I’m amazed I’d never come across Kriwaczek’s writings before, and now having read the book through, and having looked him up in more detail, I find I more than likely have come across him before without ever knowing it. Before he passed away in 2011 Paul Kriwaczek had an enormously varied career. A trained dentist who had spent many years working in Afghanistan, he later went on to become a radio and TV producer with the BBC, making documentary programmes on scientific and religious topics, before turning his hand to writing books on ancient history. In reading this book I was constantly put in mind of another favourite author of mine, John Romer. Like Romer, Kriwaczek’s lightness of touch when dealing with the weightiest of subject matter is the real key to what makes him a wonderful educator. In reading his writing he enthuses you with his own questing sense of curiosity, which was not simply nurtured over long time and meticulous reading, but is also augmented by his own travels and practical investigations – questioning locals and those more in-the-know than him, as well as those possibly less in-the-know too. His curiosity causes him to pose questions and suggest connections others might not necessarily have come up with; but modestly, he never asserts that his ideas are any more or less valid than anyone else’s. This is a journey of shared discovery. One imagines travelling with Kriwaczek and chatting with him would have been a fascinating adventure on so many different levels.

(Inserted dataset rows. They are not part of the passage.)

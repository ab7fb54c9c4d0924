//! # Calibration
//!
//! Display latency measurement by flash correlation.
//!
//! Responsibilities:
//! - Bounded, non-blocking flash timestamp hand-off (`FlashQueue`)
//! - Frame brightness reduction and rising-edge pairing (`CalibrationSampler`)
//! - Median / MAD outlier rejection (`analyze`)
//! - Run state machine on a dedicated worker thread (`CalibrationSession`)
//! - Synthetic flash / display / camera rig for hardware-free runs
//!
//! ## Usage Example
//!
//! ```ignore
//! use calibration::CalibrationSession;
//! use contracts::{CalibrationParams, CalibrationSettings};
//!
//! let session = CalibrationSession::new(CalibrationSettings::default());
//! session.start_calibration(CalibrationParams::for_fps(camera.frame_rate_hz()), camera)?;
//!
//! // flash UI thread
//! session.on_flash_emitted(clock.now_nanos());
//!
//! if let CalibrationState::Completed { result } = session.wait_for_completion(timeout) {
//!     store.accept(&result)?;
//! }
//! ```

mod analyzer;
mod brightness;
mod error;
mod queue;
mod sampler;
mod session;
pub mod simulate;

// Re-exports
pub use analyzer::{analyze, MAD_SCALE};
pub use brightness::{luma_brightness, strided_mean, DEFAULT_SAMPLE_STRIDE};
pub use contracts::{CalibrationParams, CalibrationResult, CalibrationSample, CalibrationState};
pub use error::{CalibrationError, Result};
pub use queue::FlashQueue;
pub use sampler::{CalibrationSampler, FrameOutcome};
pub use session::CalibrationSession;
pub use simulate::{FlashScheduler, SimulatedCamera, SimulatedCameraConfig, SimulatedDisplay};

The book, as its title suggests, is a historical investigation into the thoughts and ideas which form the basis of one of humanity’s oldest religions – Zoroastrianism. Yet in doing so it takes in and looks at a variety of civilisations and subsequent religions which may well have been influenced by Zoroastrian connections that have long since become muddied and obscured with the passage of time and often intentional cultural obfuscation. Beginning with the writings of Nietzsche and retracing its narrative backwards in time through the ‘Great Heresy’ of the Cathars in Medieval Europe, to the Manichaens of Central Asia, the Roman Mystery Cult of Mithras, to Biblical times, touching on Judaism, Christianity, Islam, Hinduism, and Buddhism along the way, the book ends by bring us back up to the present when Kriwaczek visits one of the few remaining active Zoroastrian temples in Iran, where he finds expressed in the contrasts of lightness and dark – the ‘good words, good thoughts, good deeds’ – which are the essence of this ancient religious perspective on the world, both human and divine.
Kriwaczek skilfully gives historical continuity to his readings of earlier phases of antiquity in ways which deftly help elucidate for the modern reader what it might imaginably have felt like to live and think on the world in those times. For instance: “There is no moral equivalence between the medieval Catholic Church and the Nazis, even in their attitude to Jews. But like the Communist rulers of the USSR and the other tyrants of the twentieth century, they felt a pressing need to keep the people loyal to their version of the truth. No accident, then, that a ruler like Stalin took careful lessons from medieval Christendom. Like communism to the USSR, Christianity to medieval Europe was the doctrine that supported the state.”
Or similarly, when reflecting upon the spiritual outlook of the ancient Prophet, Mani: “And then I realised it: Mani was a painter. Manichaeism’s battle between the light and the darkness is a painter’s vision. Caravaggio, who said ‘Painting is light,’ would have understood, so would de La Tour, Cézanne and every other artist who ever strove to create a world by the interplay of chiaroscuro, brightness and shadow. So would Germany’s greatest poet Goethe, who wanted to be a painter in his youth and who opposed Newton’s mechanistic theory of light with his own explanation, because of his passionate conviction that light is indivisible and cannot be reduced to a procession of particles. Manichaeism was fine art raised to the status of revealed religion – unique in spiritual history.”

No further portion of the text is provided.